Nous avons dîné dans un bar sur le port. Quelques huîtres iodées, du hareng fumé, un vin blanc sec qui collait au palais avec une belle énergie. Il y avait si peu de monde en cette saison basculant déjà dans les rigueurs hivernales. Quelques bateaux accostant aux quais de pierre, de rares passants pressés de rentrer chez eux, un chien en déroute fouettant l'air de sa queue. Et si peu de bruit qu'on aurait cru être sur une île avec des vagues blanches autour et la côte si loin, pareille à un fanal perdu dans les brumes. Missionnée par la Ville pour me servir de guide. Une fille parmi d'autres conduisant les étrangers au milieu des curiosités à découvrir, des images d'Épinal à archiver dans quelque lieu secret de la mémoire. Nous fumions distraitement, regards perdus au loin, quelque part du côté de la côte sauvage comme si, de ce genre d'absolu, nous avions pu tirer un enseignement, déduire une conduite qui nous eût épargné des questions qui, nécessairement, resteraient sans réponse. Demain serait un autre jour, un étranger prendrait ma place que vous conduiriez aux mêmes endroits, avec vos drôles de commentaires flottant dans le vent, avec les mêmes mimiques réservées qui semblaient vous installer dans une manière de sérénité en même temps que de mystère. Parfois, je vous observais à la dérobée, votre beau profil se détachant sur le sombre des ruelles, dans un air pris de fumée. Vous sembliez tellement inaccessible, comme demeurant en arrière de vous, cette même attitude que, plus tard, vous retrouvant, je reconnaissais pour être vôtre, dans votre grande maison, sous la fraîcheur d'une lumière d'opaline, étirant vos bras, cambrant votre bassin d'une façon qui, étrangement, n'avait rien d'impudique, alors que le dôme de votre épaule brillait sous la clarté et que votre visage en quête d'inconnu laissait apercevoir le masque d'une pure beauté.

S'agissait-il d'un rite, d'une joute expiatoire avec quelque démon qui vous habitait, d'une supplique muette que vous adressiez au silence, à vous-même, à celui ou celle dont vous saviez qu'il ou elle vous regardaient avec un brin de convoitise ? Mais au moment où, déjà, mon départ n'était plus qu'une question d'heures, le seul fait de vous savoir, demain, livrée à un autre regard que le mien, ceci me faisait une drôle d'impression, identique, sans doute, à celle que l'on éprouve, sur le quai de la gare, lors du départ d'un être cher.
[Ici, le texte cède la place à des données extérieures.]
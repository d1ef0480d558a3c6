//! # 构建目标数据模型
//!
//! 表示一个 (machine, MPI 实现, 版本) 构建目标。
//!
//! ## 目标约定
//! - MPICH 无版本号 ("mpich") 表示安装发行版自带的包
//! - 带版本号 ("mpich-3.3.2", "openmpi-4.0.2") 表示从源码构建
//! - 机器为 "generic" 时必须显式给出 MPI 目标列表；
//!   具名集群（galaxy, pearcey）的 MPI 配置由基础镜像固定
//!
//! ## 依赖关系
//! - 被 `parsers/mpi_name.rs` 构造
//! - 被 `compose/` 和 `commands/` 使用

use crate::error::MpimageError;
use std::fmt;
use std::str::FromStr;

/// MPI 实现类型
#[derive(Debug, Clone, Copy, PartialEq, Eq)]
pub enum MpiKind {
    Mpich,
    Openmpi,
}

impl MpiKind {
    /// 目标字符串中使用的关键字
    pub fn keyword(&self) -> &'static str {
        match self {
            MpiKind::Mpich => "mpich",
            MpiKind::Openmpi => "openmpi",
        }
    }
}

impl fmt::Display for MpiKind {
    fn fmt(&self, f: &mut fmt::Formatter<'_>) -> fmt::Result {
        write!(f, "{}", self.keyword())
    }
}

/// MPI 版本号 (major.minor.patch)
#[derive(Debug, Clone, Copy, PartialEq, Eq)]
pub struct MpiVersion {
    pub major: u32,
    pub minor: u32,
    pub patch: u32,
}

impl MpiVersion {
    pub fn new(major: u32, minor: u32, patch: u32) -> Self {
        MpiVersion {
            major,
            minor,
            patch,
        }
    }

    /// OpenMPI 下载目录使用的 "major.minor" 形式
    pub fn minor_dir(&self) -> String {
        format!("{}.{}", self.major, self.minor)
    }
}

impl fmt::Display for MpiVersion {
    fn fmt(&self, f: &mut fmt::Formatter<'_>) -> fmt::Result {
        write!(f, "{}.{}.{}", self.major, self.minor, self.patch)
    }
}

/// 一个 MPI 构建目标
///
/// 版本号缺失是有意义的配置：表示通过包管理器安装，
/// 而非从源码构建。
#[derive(Debug, Clone, Copy, PartialEq, Eq)]
pub struct MpiTarget {
    pub kind: MpiKind,
    pub version: Option<MpiVersion>,
}

impl MpiTarget {
    pub fn new(kind: MpiKind, version: Option<MpiVersion>) -> Self {
        MpiTarget { kind, version }
    }

    /// 规范化标识符，如 "mpich" 或 "openmpi-4.0.2"
    ///
    /// 用于镜像名、文件名和下载 URL；与解析器的输入语法一致，
    /// 因此 identifier -> parse 可以往返。
    pub fn identifier(&self) -> String {
        match self.version {
            Some(v) => format!("{}-{}", self.kind, v),
            None => self.kind.to_string(),
        }
    }
}

impl fmt::Display for MpiTarget {
    fn fmt(&self, f: &mut fmt::Formatter<'_>) -> fmt::Result {
        write!(f, "{}", self.identifier())
    }
}

/// 目标机器
///
/// 封闭集合：generic 加上已知集群名。
#[derive(Debug, Clone, Copy, PartialEq, Eq)]
pub enum Machine {
    /// 通用机器，需要显式选择 MPI
    Generic,
    /// Galaxy 集群（基础镜像内置 MPI）
    Galaxy,
    /// Pearcey 集群（基础镜像内置 MPI）
    Pearcey,
}

impl Machine {
    /// 配置与文件名中使用的名字
    pub fn name(&self) -> &'static str {
        match self {
            Machine::Generic => "generic",
            Machine::Galaxy => "galaxy",
            Machine::Pearcey => "pearcey",
        }
    }

    pub fn is_generic(&self) -> bool {
        matches!(self, Machine::Generic)
    }

    /// 具名集群基础镜像内置的 MPI 实现；generic 没有
    pub fn fixed_mpi(&self) -> Option<MpiKind> {
        match self {
            Machine::Generic => None,
            Machine::Galaxy => Some(MpiKind::Mpich),
            Machine::Pearcey => Some(MpiKind::Openmpi),
        }
    }
}

impl fmt::Display for Machine {
    fn fmt(&self, f: &mut fmt::Formatter<'_>) -> fmt::Result {
        write!(f, "{}", self.name())
    }
}

impl FromStr for Machine {
    type Err = MpimageError;

    fn from_str(s: &str) -> Result<Self, Self::Err> {
        match s {
            "generic" => Ok(Machine::Generic),
            "galaxy" => Ok(Machine::Galaxy),
            "pearcey" => Ok(Machine::Pearcey),
            other => Err(MpimageError::InvalidMachineName(other.to_string())),
        }
    }
}

#[cfg(test)]
mod tests {
    use super::*;

    #[test]
    fn test_mpi_identifier_without_version() {
        let target = MpiTarget::new(MpiKind::Mpich, None);
        assert_eq!(target.identifier(), "mpich");
    }

    #[test]
    fn test_mpi_identifier_with_version() {
        let target = MpiTarget::new(MpiKind::Openmpi, Some(MpiVersion::new(4, 0, 2)));
        assert_eq!(target.identifier(), "openmpi-4.0.2");
    }

    #[test]
    fn test_minor_dir() {
        let version = MpiVersion::new(3, 1, 4);
        assert_eq!(version.minor_dir(), "3.1");
        assert_eq!(version.to_string(), "3.1.4");
    }

    #[test]
    fn test_machine_from_str() {
        assert_eq!("generic".parse::<Machine>().unwrap(), Machine::Generic);
        assert_eq!("galaxy".parse::<Machine>().unwrap(), Machine::Galaxy);
        assert_eq!("pearcey".parse::<Machine>().unwrap(), Machine::Pearcey);
        assert!("magnus".parse::<Machine>().is_err());
        assert!("".parse::<Machine>().is_err());
    }
}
Mais quel était donc ce mystérieux magnétisme qui vous animait ? Quel secret dissimuliez-vous au creux de votre conscience pour que, soudain, j'en fusse troublé sans même que j'en aie été alerté par quelque attitude équivoque, par un geste, une tension du regard, l'expression d'un désir, fût-il discret ? Vous étiez proche et lointaine à la fois, offerte et distante, disponible et infiniment libre de vous. L'hospitalité, vous me l'avez offerte de façon naturelle, comme on propose un fruit à un enfant, l'air rieur et déjà une ombre qui s'y inscrivait. De la fenêtre de ma chambre je voyais le fanal du port, le clignotement vert et rouge des feux, comme deux braises ou bien des yeux de félins qui veillaient sur le repos des dormeurs. J'ai fumé, comme à mon habitude, lu un peu, regardé beaucoup la diagonale de lumière qui venait de votre chambre. La porte, vous l'aviez laissée entrebâillée, et, malgré moi, vos mots revenaient au travers de la brume me frapper avec la douceur de l'écume "le début ou la fin d'une aventure". Un simple balancement de la nuit, le clapotis des vagues sur le rivage, le bruit du vent sur la ligne courbe des galets. Puis le jour est arrivé avec sa faible lueur d'étain. Un thé m'attendait avec quelques pains suédois pris dans des grains de sésame. Nous avons bu, en tête à tête, dans quelque chose qui ressemblait au silence mais qui, en réalité, bruissait à la manière des élytres dans la chaleur d'été. Un genre d'ivresse et le temps basculait déjà qui, bientôt serait l'épilogue de ce dialogue à mi-voix. Vous m'avez accompagné à la gare, seulement vêtue de cette mince toile verte qui vous seyait à merveille. À mon côté, une liane faisant sa mince coulure d'aube. Sur le quai, alors que vous m'avez tendu une joue fraîche et embaumée, j'ai eu, je dois l'avouer, un léger pincement au cœur. C'était si rare de rencontrer la grâce et de la quitter avant même d'en avoir ressenti la plénitude.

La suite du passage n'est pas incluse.